小樽に来て5年余り和子と二人でここにかかっていました。ドクターも歯科衛生士たちも丁寧で笑顔を絶やさず、和子の病気の進行と意味不明の会話にも付き合ってくれていました。和子はここが好きでお気に入りの衛生士の顔を見ると、それだけで表情が和んで笑顔を見せたものです。「ケアとは本来こういうものなのだ」と思った記憶があります。

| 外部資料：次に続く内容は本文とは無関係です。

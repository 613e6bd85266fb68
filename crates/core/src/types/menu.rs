//! Menu content: today's menu, dessert categories and extraction results.

use serde::{Deserialize, Serialize};

use super::Price;

/// Today's menu. A single record overwritten as a whole on every edit.
#[derive(Debug, Clone, PartialEq, Eq, Serialize, Deserialize)]
#[serde(rename_all = "camelCase")]
pub struct MenuData {
    pub restaurant_name: String,
    #[serde(default)]
    pub title: String,
    pub items: Vec<String>,
    pub price: Price,
    /// Contact phone, digits only.
    #[serde(default)]
    pub phone: String,
}

impl Default for MenuData {
    fn default() -> Self {
        Self {
            restaurant_name: "Comanda Restaurante".to_owned(),
            title: "Almoço de Hoje".to_owned(),
            items: [
                "Arroz",
                "Feijão",
                "Macarrão",
                "Bife ao Molho Madeira",
                "Filé de Frango",
                "Batata Palha",
                "Purê de Batata",
                "Cenoura Cozida",
                "Salada de Repolho, Tomate e Couve",
            ]
            .into_iter()
            .map(str::to_owned)
            .collect(),
            price: Price::from_cents(2000),
            phone: "62981025023".to_owned(),
        }
    }
}

impl MenuData {
    /// Merge an extraction result into this menu.
    ///
    /// Items and price always come from the extraction. Name, title and
    /// phone are only taken when the model actually returned them.
    #[must_use]
    pub fn apply_extraction(&self, extracted: ExtractedMenu) -> Self {
        let phone = extracted
            .phone
            .as_deref()
            .map(digits_only)
            .filter(|p| !p.is_empty())
            .unwrap_or_else(|| self.phone.clone());
        let restaurant_name = Some(extracted.restaurant_name)
            .filter(|n| !n.trim().is_empty())
            .unwrap_or_else(|| self.restaurant_name.clone());
        let title = extracted
            .title
            .filter(|t| !t.trim().is_empty())
            .unwrap_or_else(|| self.title.clone());

        Self {
            restaurant_name,
            title,
            items: extracted.items,
            price: extracted.price,
            phone,
        }
    }

    /// Items that are not blank, in menu order.
    #[must_use]
    pub fn listed_items(&self) -> Vec<&str> {
        self.items
            .iter()
            .map(String::as_str)
            .filter(|i| !i.trim().is_empty())
            .collect()
    }
}

/// Structured menu returned by the extraction model.
#[derive(Debug, Clone, PartialEq, Eq, Serialize, Deserialize)]
#[serde(rename_all = "camelCase")]
pub struct ExtractedMenu {
    pub restaurant_name: String,
    #[serde(default, skip_serializing_if = "Option::is_none")]
    pub title: Option<String>,
    pub items: Vec<String>,
    pub price: Price,
    #[serde(default, skip_serializing_if = "Option::is_none")]
    pub phone: Option<String>,
}

/// A dessert group shown on the dessert screen.
#[derive(Debug, Clone, PartialEq, Eq, Serialize, Deserialize)]
pub struct DessertCategory {
    pub title: String,
    #[serde(default)]
    pub items: Vec<String>,
}

impl DessertCategory {
    fn new(title: &str, items: &[&str]) -> Self {
        Self {
            title: title.to_owned(),
            items: items.iter().map(|i| (*i).to_owned()).collect(),
        }
    }

    /// Order line for an item of this category: `"Bolos: Brigadeiro"`.
    #[must_use]
    pub fn order_line(&self, item: &str) -> String {
        format!("{}: {item}", self.title)
    }
}

/// The built-in dessert list. Edits to it are never persisted.
#[must_use]
pub fn default_desserts() -> Vec<DessertCategory> {
    vec![
        DessertCategory::new(
            "Geladinhos gourmet",
            &[
                "Prestígio",
                "Ninho c/ morango",
                "Ninho c/ abacaxi",
                "Ninho c/ nutella",
                "Maracujá trufado",
                "Ovomaltine",
            ],
        ),
        DessertCategory::new("Bolos", &["Ninho c/ brigadeiro", "Brigadeiro", "Maracujá"]),
        DessertCategory::new("Marido gelado", &[]),
        DessertCategory::new("Pudim", &[]),
        DessertCategory::new("Doce de festa", &["Brigadeiro", "Leite ninho"]),
    ]
}

/// Strip everything but ASCII digits.
#[must_use]
pub fn digits_only(phone: &str) -> String {
    phone.chars().filter(char::is_ascii_digit).collect()
}
//! HTTP route handlers.
//!
//! # Route Structure
//!
//! ```text
//! GET    /api/status                  Backend mode and offline banner
//! PUT    /api/backend                 Persist remote credentials override
//! DELETE /api/backend                 Clear the override
//!
//! GET    /api/orders?q=&status=       Filtered snapshot, newest first
//! GET    /api/orders/summary?q=&status=  Totals over the filtered orders
//! GET    /api/orders/board            Kitchen board (recent completed only)
//! GET    /api/orders/stream           SSE of full snapshots
//! POST   /api/orders                  Place an order
//! PATCH  /api/orders/{id}/status      Update status
//!
//! GET    /api/users?q=                List profiles
//! GET    /api/users/{id}              One profile
//! PUT    /api/users/{id}              Upsert a profile
//! PATCH  /api/users/{id}/role         Change role (roster restored on failure)
//!
//! GET    /api/menu                    Today's menu
//! PUT    /api/menu                    Replace today's menu
//! POST   /api/menu/extract            Photo (multipart `image`) to menu preview
//! GET    /api/desserts                Dessert categories
//! PUT    /api/desserts/{index}        Edit one category (not persisted)
//!
//! POST   /api/links/order             Messaging link for a menu order
//! POST   /api/links/dessert           Messaging link for a dessert order
//! GET    /api/links/share             Shareable menu text
//!
//! POST   /api/auth/login              Sign in (registers unknown accounts)
//! POST   /api/auth/register           Register
//! POST   /api/auth/logout             Sign out
//! GET    /api/auth/session            Current user
//! ```

use axum::Router;

use crate::state::AppState;

pub mod auth;
pub mod links;
pub mod menu;
pub mod orders;
pub mod status;
pub mod users;

/// Build the API router.
pub fn routes() -> Router<AppState> {
    Router::new()
        .merge(status::router())
        .merge(orders::router())
        .merge(users::router())
        .merge(menu::router())
        .merge(links::router())
        .merge(auth::router())
}
//! Messaging link route handlers.

use axum::{
    Json, Router,
    extract::State,
    routing::{get, post},
};
use serde::{Deserialize, Serialize};

use crate::error::AppError;
use crate::links::{dessert_message, dessert_selection, order_message, share_text, whatsapp_link};
use crate::state::AppState;

/// Build the links router.
pub fn router() -> Router<AppState> {
    Router::new()
        .route("/api/links/order", post(order_link))
        .route("/api/links/dessert", post(dessert_link))
        .route("/api/links/share", get(share))
}

#[derive(Debug, Deserialize)]
pub struct OrderLinkRequest {
    pub items: Vec<String>,
}

/// A selected dessert: category index and item index within it.
#[derive(Debug, Clone, Copy, Deserialize)]
pub struct DessertPick {
    pub category: usize,
    pub item: usize,
}

#[derive(Debug, Deserialize)]
pub struct DessertLinkRequest {
    pub picks: Vec<DessertPick>,
}

#[derive(Debug, Serialize)]
pub struct LinkResponse {
    pub message: String,
    pub url: String,
}

#[derive(Debug, Serialize)]
pub struct ShareResponse {
    pub text: String,
}

/// POST /api/links/order
async fn order_link(
    State(state): State<AppState>,
    Json(request): Json<OrderLinkRequest>,
) -> Result<Json<LinkResponse>, AppError> {
    let menu = state.menu().current()?;
    let message = order_message(&menu, &request.items)?;
    let url = whatsapp_link(&menu.phone, &message);
    Ok(Json(LinkResponse { message, url }))
}

/// POST /api/links/dessert
async fn dessert_link(
    State(state): State<AppState>,
    Json(request): Json<DessertLinkRequest>,
) -> Result<Json<LinkResponse>, AppError> {
    let picks: Vec<(usize, usize)> = request
        .picks
        .iter()
        .map(|p| (p.category, p.item))
        .collect();
    let lines = dessert_selection(&state.menu().categories(), &picks);
    let message = dessert_message(&lines)?;

    let phone = state.menu().current()?.phone;
    let url = whatsapp_link(&phone, &message);
    Ok(Json(LinkResponse { message, url }))
}

/// GET /api/links/share
async fn share(State(state): State<AppState>) -> Result<Json<ShareResponse>, AppError> {
    let menu = state.menu().current()?;
    Ok(Json(ShareResponse {
        text: share_text(&menu),
    }))
}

 有線放送のモーツアルトのBGMを聴きながら治療を受けていて、「和子はもうここに連れて来られないんだ」と改めて思いました。ホームにも歯医者さんはくるけれど、モーツアルトのBGMは無いし、いつもどこかの部屋から何種類ものテレビの音と、生活騒音が聞こえてきます。
私は毎日大部分の時間をクラシックを聴いて過ごしていますが、そういう条件がゼロの和子のことを考えると心が痛みます。「老いて(と言っても和子はまだ62歳です)施設に住む」とはこういうことなのかと、一日中考えます。

    

 FMのN響生演奏で、盲目のピアニスト梯剛之が弾くラヴェルのピアノ協奏曲を聴きました。とても活き活きして、心にしみるラヴェルでした。わざわざ「盲目の」と書くことが差別的ではとも思うけれど、だいぶ前に彼のことを扱ったドキュメンタリーで、お母さんが話したことを忘れられません。
 「障害があることより、社会が閉じていることの方が大変だった」と。小・中学校を普通の子どもとして通わせようとしたのに、学校側が要求したのは、点字教材を全部親の側が用意することでした。
でも中学を卒業したら、音楽科も含めて受け入れてくれる高校が全くなく、そんなバリアーが無いウイーンに留学したというのです。そして去年ロンティボー・コンクールで2位になってヨーロッパ・デビューを果たし、マスコミでも取り上げられました。私が聴いたのはN響との初共演でした。
 才能があっても、バリアーがあってそれを活かす場がない、これは昔の話ではなく、いまの日本の話です。言いたい放題を言わしてもらえば、彼の入学を断った音楽高校は、今になって「掌中の玉」を逃したことを悔やんでいるのではないかと、勝手に思います。
 30年余り高校の教師をしていて、もちろん才能と能力が全てなどと思ったことはありません。才能や能力を活かせる条件を誰でも持っているわけではないから。でも、それがあるのに、活かすことが出来ない国を、”悲しい国”だと私は思います。

    

 去年、用事があって一人で仙台に行ったとき、和子の大学時代の恩師を訪ねました。声楽科で和子を受け持たれたあと、病気でしばらく休職なさったのですが、和子が北海道の高校教師になったことを聞かれて、「ソリストへの道もあったのでは・・と私は思っていました」と言われたのに私がショックを受けました。
 私は理科と数学の、彼女は音楽の教師という専門の違いに過ぎない、でも音楽を“わかり合える、感じ合える”だけで十分だと思っていました。改めて彼女の40年前の卒業演奏のテープを聴きました。22歳でシューベルトをひたむきに歌っている彼女の4年間の努力と、並でない才能を感じました。
 その恩師に和子のそのテープを差し上げたのですが、「学生達に、こんなに歌ってる先輩の歌を聴かせてやります」と、おっしゃって下さいました。
 「ソリストの才能」など思ってもいませんでした。彼女は控えめで、「6人きょうだいで弟2人と妹がいるから、音楽大学に4年行かせてもらっただけで有り難かった」と言っていました。
私が大学4年のうち3年を、ほとんど自活したことを話していたからなのかも知れません。何年かして一緒に生活を始め、30年余り働き続けて彼女は病気になりました。もう、時々は私を夫だとは認識できない状態になったけど、彼女には歌が残りました。
病気が進んで重度になった今でも、歌のメロディーが正確に出てくるのは、彼女が神様から貰った才能なのでしょう。古い記憶もすっかり失って、自分が誰かも判らなくなった今も、大学時代に勉強した歌曲のラテン語の歌詞もイタリア語の歌詞もドイツ語の歌詞も時々出てきます。
 22歳で大学を卒業して40年以上経ち、その間きちんと発声の訓練をする機会など無かったはずなのに、伸びやかな声は多分昔のままなのでしょう。

    

 毎年季節の変わり目のこの時期に、胸のアタックがあります。部屋を暖かくしてしのいで行きます。